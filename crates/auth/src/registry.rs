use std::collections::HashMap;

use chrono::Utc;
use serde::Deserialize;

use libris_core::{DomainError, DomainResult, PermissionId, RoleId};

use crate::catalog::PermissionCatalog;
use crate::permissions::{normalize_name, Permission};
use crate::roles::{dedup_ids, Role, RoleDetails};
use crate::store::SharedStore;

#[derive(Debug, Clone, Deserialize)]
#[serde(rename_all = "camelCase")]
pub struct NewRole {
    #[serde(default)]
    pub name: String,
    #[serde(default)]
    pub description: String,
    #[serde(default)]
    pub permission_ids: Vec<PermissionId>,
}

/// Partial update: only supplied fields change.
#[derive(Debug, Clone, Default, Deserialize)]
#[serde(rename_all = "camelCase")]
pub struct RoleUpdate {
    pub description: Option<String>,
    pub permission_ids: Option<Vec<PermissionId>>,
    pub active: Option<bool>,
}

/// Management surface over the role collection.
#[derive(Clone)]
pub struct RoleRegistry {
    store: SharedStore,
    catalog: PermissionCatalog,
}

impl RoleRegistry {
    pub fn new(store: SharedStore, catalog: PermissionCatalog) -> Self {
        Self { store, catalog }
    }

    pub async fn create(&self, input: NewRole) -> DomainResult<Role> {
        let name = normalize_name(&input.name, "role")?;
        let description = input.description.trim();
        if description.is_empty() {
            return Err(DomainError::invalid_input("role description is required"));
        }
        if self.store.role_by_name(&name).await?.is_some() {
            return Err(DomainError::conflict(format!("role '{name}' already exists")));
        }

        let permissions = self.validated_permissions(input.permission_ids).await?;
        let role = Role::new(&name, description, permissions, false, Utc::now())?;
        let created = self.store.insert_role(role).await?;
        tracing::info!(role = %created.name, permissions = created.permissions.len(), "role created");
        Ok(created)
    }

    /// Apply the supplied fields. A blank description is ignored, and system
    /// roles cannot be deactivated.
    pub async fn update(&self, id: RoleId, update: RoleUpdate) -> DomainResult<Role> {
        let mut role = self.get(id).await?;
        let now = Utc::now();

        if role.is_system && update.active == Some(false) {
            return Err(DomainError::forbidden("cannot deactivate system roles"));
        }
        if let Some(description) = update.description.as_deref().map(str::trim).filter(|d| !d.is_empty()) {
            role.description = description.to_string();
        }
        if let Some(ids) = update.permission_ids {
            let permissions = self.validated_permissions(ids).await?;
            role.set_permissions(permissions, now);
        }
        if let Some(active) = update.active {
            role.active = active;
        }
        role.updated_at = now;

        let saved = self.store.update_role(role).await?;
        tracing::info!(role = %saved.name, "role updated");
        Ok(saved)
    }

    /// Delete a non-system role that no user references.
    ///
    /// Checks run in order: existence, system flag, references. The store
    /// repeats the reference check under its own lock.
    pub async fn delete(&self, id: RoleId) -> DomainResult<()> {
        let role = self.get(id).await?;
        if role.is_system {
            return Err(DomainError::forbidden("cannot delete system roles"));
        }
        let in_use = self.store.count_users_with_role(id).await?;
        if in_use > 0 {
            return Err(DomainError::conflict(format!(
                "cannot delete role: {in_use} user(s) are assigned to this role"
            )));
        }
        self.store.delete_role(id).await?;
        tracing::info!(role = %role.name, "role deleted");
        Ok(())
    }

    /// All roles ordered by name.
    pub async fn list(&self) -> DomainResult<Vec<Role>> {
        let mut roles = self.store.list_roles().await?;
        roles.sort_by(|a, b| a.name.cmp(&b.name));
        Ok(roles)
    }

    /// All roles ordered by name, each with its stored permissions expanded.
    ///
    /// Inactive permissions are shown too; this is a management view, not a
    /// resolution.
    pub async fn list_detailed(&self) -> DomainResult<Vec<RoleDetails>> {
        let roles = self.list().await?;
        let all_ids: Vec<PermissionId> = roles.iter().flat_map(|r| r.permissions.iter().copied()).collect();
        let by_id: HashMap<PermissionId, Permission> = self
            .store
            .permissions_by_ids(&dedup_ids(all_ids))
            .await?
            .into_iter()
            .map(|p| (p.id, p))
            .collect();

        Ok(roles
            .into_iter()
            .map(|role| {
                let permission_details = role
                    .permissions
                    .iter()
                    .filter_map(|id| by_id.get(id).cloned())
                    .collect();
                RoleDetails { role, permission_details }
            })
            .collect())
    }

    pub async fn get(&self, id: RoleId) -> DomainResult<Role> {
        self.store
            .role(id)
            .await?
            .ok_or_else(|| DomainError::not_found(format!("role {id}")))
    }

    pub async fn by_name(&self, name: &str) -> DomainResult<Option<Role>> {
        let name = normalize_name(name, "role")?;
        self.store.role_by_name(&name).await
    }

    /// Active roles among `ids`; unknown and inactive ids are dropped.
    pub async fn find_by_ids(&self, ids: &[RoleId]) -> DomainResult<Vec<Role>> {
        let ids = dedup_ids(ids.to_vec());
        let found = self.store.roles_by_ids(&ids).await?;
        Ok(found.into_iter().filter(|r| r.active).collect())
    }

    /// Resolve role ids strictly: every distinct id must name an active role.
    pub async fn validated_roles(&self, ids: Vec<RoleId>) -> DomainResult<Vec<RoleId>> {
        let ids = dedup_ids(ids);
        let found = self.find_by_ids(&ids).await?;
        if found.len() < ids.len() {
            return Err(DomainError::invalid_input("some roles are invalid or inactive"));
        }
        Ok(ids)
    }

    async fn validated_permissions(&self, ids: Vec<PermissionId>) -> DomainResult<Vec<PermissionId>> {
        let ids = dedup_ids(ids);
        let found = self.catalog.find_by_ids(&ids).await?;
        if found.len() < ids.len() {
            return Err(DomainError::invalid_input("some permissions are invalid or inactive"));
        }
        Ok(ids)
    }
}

---------------

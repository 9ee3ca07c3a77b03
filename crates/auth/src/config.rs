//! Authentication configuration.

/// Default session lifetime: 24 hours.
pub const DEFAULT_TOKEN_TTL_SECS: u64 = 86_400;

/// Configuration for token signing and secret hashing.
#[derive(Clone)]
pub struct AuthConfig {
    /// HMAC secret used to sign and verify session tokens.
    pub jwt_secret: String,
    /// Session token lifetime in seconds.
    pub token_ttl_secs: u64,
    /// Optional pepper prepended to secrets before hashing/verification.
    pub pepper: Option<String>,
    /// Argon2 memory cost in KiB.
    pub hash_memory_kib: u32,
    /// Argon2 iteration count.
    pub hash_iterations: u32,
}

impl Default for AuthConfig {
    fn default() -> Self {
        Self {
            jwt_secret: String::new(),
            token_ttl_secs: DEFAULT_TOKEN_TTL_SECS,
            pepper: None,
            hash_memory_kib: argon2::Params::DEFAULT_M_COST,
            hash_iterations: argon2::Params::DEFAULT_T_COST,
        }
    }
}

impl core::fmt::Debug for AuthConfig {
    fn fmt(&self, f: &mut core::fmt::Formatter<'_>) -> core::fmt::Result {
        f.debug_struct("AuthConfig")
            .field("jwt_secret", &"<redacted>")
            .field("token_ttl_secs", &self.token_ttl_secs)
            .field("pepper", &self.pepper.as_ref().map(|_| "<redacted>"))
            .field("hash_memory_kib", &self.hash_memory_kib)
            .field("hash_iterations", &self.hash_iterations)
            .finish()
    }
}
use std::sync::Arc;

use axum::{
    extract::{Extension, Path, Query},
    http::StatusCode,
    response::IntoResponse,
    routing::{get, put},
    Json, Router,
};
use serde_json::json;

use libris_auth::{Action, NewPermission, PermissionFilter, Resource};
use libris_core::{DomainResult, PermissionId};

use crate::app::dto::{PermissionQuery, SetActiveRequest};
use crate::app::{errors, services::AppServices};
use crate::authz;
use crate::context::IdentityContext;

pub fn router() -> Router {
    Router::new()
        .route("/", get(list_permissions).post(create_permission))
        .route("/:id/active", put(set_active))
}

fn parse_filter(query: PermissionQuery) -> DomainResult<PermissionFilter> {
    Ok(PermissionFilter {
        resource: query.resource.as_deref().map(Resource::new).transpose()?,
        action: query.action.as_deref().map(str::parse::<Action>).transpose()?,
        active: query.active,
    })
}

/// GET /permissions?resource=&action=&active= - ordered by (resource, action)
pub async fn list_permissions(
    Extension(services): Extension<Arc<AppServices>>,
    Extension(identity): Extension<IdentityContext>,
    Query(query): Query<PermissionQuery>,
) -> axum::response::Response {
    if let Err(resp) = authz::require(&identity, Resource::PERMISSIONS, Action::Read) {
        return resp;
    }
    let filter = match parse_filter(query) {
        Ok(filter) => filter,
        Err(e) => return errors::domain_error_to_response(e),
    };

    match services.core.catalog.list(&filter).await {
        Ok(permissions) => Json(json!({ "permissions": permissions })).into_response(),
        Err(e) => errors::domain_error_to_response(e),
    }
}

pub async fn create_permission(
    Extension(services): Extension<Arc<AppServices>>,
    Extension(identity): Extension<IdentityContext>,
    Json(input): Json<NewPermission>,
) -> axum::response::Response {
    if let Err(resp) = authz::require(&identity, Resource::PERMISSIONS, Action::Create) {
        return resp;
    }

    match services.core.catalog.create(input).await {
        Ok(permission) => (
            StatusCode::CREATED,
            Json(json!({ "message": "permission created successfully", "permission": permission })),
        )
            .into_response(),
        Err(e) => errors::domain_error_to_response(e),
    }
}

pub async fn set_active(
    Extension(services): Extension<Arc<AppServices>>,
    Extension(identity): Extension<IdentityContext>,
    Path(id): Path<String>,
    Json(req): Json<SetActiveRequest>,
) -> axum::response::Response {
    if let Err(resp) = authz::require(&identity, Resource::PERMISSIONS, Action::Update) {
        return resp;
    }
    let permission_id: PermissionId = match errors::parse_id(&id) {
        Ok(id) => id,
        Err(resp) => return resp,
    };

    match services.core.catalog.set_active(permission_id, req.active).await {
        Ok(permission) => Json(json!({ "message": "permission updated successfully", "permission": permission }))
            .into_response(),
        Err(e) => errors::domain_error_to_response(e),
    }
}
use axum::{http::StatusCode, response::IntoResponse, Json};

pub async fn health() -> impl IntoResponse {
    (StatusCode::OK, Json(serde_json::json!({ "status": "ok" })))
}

---------------

**Problem to solve:** Only the lines above from the line containing "tracing::info!(role = %created.name, permissions" through the line containing "cannot be deactivated." should be retyped, exactly and with both ends included.

**Exercise output:**
        tracing::info!(role = %created.name, permissions = created.permissions.len(), "role created");
        Ok(created)
    }

    /// Apply the supplied fields. A blank description is ignored, and system
    /// roles cannot be deactivated.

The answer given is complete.